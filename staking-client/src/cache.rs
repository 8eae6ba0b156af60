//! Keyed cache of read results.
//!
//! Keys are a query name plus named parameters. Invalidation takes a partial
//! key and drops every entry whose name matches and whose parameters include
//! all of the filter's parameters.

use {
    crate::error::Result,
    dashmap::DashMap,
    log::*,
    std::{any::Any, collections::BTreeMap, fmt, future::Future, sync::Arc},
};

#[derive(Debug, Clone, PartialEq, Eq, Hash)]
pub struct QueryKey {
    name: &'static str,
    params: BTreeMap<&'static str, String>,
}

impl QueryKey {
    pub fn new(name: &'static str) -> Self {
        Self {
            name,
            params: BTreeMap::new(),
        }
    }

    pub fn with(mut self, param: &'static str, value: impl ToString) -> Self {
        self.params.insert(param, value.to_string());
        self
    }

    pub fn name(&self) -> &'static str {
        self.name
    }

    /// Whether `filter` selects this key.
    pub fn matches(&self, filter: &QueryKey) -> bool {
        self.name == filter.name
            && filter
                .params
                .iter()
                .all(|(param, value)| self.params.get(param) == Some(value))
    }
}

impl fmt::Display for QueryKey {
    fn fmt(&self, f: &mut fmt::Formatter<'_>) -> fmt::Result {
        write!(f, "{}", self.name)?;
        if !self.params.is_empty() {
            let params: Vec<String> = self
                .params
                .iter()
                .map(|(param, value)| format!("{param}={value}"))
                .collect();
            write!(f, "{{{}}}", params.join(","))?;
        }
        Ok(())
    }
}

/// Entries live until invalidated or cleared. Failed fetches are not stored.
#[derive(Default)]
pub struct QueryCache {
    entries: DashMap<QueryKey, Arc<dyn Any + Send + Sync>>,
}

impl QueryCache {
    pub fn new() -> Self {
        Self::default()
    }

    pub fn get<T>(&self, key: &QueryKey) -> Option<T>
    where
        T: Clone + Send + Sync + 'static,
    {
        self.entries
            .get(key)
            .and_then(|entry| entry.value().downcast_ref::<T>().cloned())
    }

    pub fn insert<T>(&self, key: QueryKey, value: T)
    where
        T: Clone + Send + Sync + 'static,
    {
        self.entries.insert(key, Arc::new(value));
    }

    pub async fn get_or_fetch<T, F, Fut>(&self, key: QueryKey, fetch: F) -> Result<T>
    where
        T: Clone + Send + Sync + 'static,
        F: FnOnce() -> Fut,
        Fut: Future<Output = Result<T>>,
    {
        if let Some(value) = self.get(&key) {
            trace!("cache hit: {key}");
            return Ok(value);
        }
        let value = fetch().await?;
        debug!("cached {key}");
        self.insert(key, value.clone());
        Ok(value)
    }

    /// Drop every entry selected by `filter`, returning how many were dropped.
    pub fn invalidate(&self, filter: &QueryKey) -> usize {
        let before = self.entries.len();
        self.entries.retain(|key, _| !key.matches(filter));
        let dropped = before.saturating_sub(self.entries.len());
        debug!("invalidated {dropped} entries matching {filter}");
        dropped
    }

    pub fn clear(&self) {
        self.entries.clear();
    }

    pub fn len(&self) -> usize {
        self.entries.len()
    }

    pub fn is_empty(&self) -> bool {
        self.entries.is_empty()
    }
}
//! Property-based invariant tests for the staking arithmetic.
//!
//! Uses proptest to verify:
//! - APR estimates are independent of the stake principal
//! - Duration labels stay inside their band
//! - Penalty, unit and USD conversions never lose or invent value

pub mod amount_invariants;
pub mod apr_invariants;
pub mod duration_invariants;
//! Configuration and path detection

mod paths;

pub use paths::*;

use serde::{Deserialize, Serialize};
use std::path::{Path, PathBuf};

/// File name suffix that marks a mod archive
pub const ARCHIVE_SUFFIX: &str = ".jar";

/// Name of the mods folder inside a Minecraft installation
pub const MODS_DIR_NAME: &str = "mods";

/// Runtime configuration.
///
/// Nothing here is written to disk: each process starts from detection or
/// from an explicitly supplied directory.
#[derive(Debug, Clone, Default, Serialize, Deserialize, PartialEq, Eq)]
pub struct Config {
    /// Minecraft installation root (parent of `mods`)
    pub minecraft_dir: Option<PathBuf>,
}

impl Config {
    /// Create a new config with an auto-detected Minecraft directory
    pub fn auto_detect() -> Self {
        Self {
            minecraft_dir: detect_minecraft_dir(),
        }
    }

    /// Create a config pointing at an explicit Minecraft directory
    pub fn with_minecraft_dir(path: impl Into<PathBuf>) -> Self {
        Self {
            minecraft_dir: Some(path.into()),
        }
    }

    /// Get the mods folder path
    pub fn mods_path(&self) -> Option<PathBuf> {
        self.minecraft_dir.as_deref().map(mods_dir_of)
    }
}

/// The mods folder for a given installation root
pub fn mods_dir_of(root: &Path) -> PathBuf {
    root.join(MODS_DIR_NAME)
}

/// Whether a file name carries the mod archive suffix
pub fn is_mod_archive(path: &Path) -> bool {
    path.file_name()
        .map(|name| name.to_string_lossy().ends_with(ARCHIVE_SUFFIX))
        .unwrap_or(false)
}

### ACTIVITY
Restate the records above word for word.

### ANSWER TO THIS EXERCISE
filename staking-client/src/cache.rs
repository 8eae6ba0b156af60
//! Keyed cache of read results.
//!
//! Keys are a query name plus named parameters. Invalidation takes a partial
//! key and drops every entry whose name matches and whose parameters include
//! all of the filter's parameters.

use {
    crate::error::Result,
    dashmap::DashMap,
    log::*,
    std::{any::Any, collections::BTreeMap, fmt, future::Future, sync::Arc},
};

#[derive(Debug, Clone, PartialEq, Eq, Hash)]
pub struct QueryKey {
    name: &'static str,
    params: BTreeMap<&'static str, String>,
}

impl QueryKey {
    pub fn new(name: &'static str) -> Self {
        Self {
            name,
            params: BTreeMap::new(),
        }
    }

    pub fn with(mut self, param: &'static str, value: impl ToString) -> Self {
        self.params.insert(param, value.to_string());
        self
    }

    pub fn name(&self) -> &'static str {
        self.name
    }

    /// Whether `filter` selects this key.
    pub fn matches(&self, filter: &QueryKey) -> bool {
        self.name == filter.name
            && filter
                .params
                .iter()
                .all(|(param, value)| self.params.get(param) == Some(value))
    }
}

impl fmt::Display for QueryKey {
    fn fmt(&self, f: &mut fmt::Formatter<'_>) -> fmt::Result {
        write!(f, "{}", self.name)?;
        if !self.params.is_empty() {
            let params: Vec<String> = self
                .params
                .iter()
                .map(|(param, value)| format!("{param}={value}"))
                .collect();
            write!(f, "{{{}}}", params.join(","))?;
        }
        Ok(())
    }
}

/// Entries live until invalidated or cleared. Failed fetches are not stored.
#[derive(Default)]
pub struct QueryCache {
    entries: DashMap<QueryKey, Arc<dyn Any + Send + Sync>>,
}

impl QueryCache {
    pub fn new() -> Self {
        Self::default()
    }

    pub fn get<T>(&self, key: &QueryKey) -> Option<T>
    where
        T: Clone + Send + Sync + 'static,
    {
        self.entries
            .get(key)
            .and_then(|entry| entry.value().downcast_ref::<T>().cloned())
    }

    pub fn insert<T>(&self, key: QueryKey, value: T)
    where
        T: Clone + Send + Sync + 'static,
    {
        self.entries.insert(key, Arc::new(value));
    }

    pub async fn get_or_fetch<T, F, Fut>(&self, key: QueryKey, fetch: F) -> Result<T>
    where
        T: Clone + Send + Sync + 'static,
        F: FnOnce() -> Fut,
        Fut: Future<Output = Result<T>>,
    {
        if let Some(value) = self.get(&key) {
            trace!("cache hit: {key}");
            return Ok(value);
        }
        let value = fetch().await?;
        debug!("cached {key}");
        self.insert(key, value.clone());
        Ok(value)
    }

    /// Drop every entry selected by `filter`, returning how many were dropped.
    pub fn invalidate(&self, filter: &QueryKey) -> usize {
        let before = self.entries.len();
        self.entries.retain(|key, _| !key.matches(filter));
        let dropped = before.saturating_sub(self.entries.len());
        debug!("invalidated {dropped} entries matching {filter}");
        dropped
    }

    pub fn clear(&self) {
        self.entries.clear();
    }

    pub fn len(&self) -> usize {
        self.entries.len()
    }

    pub fn is_empty(&self) -> bool {
        self.entries.is_empty()
    }
}
//! Property-based invariant tests for the staking arithmetic.
//!
//! Uses proptest to verify:
//! - APR estimates are independent of the stake principal
//! - Duration labels stay inside their band
//! - Penalty, unit and USD conversions never lose or invent value

pub mod amount_invariants;
pub mod apr_invariants;
pub mod duration_invariants;
//! Configuration and path detection

mod paths;

pub use paths::*;

use serde::{Deserialize, Serialize};
use std::path::{Path, PathBuf};

/// File name suffix that marks a mod archive
pub const ARCHIVE_SUFFIX: &str = ".jar";

/// Name of the mods folder inside a Minecraft installation
pub const MODS_DIR_NAME: &str = "mods";

/// Runtime configuration.
///
/// Nothing here is written to disk: each process starts from detection or
/// from an explicitly supplied directory.
#[derive(Debug, Clone, Default, Serialize, Deserialize, PartialEq, Eq)]
pub struct Config {
    /// Minecraft installation root (parent of `mods`)
    pub minecraft_dir: Option<PathBuf>,
}

impl Config {
    /// Create a new config with an auto-detected Minecraft directory
    pub fn auto_detect() -> Self {
        Self {
            minecraft_dir: detect_minecraft_dir(),
        }
    }

    /// Create a config pointing at an explicit Minecraft directory
    pub fn with_minecraft_dir(path: impl Into<PathBuf>) -> Self {
        Self {
            minecraft_dir: Some(path.into()),
        }
    }

    /// Get the mods folder path
    pub fn mods_path(&self) -> Option<PathBuf> {
        self.minecraft_dir.as_deref().map(mods_dir_of)
    }
}

/// The mods folder for a given installation root
pub fn mods_dir_of(root: &Path) -> PathBuf {
    root.join(MODS_DIR_NAME)
}

/// Whether a file name carries the mod archive suffix
pub fn is_mod_archive(path: &Path) -> bool {
    path.file_name()
        .map(|name| name.to_string_lossy().ends_with(ARCHIVE_SUFFIX))
        .unwrap_or(false)
}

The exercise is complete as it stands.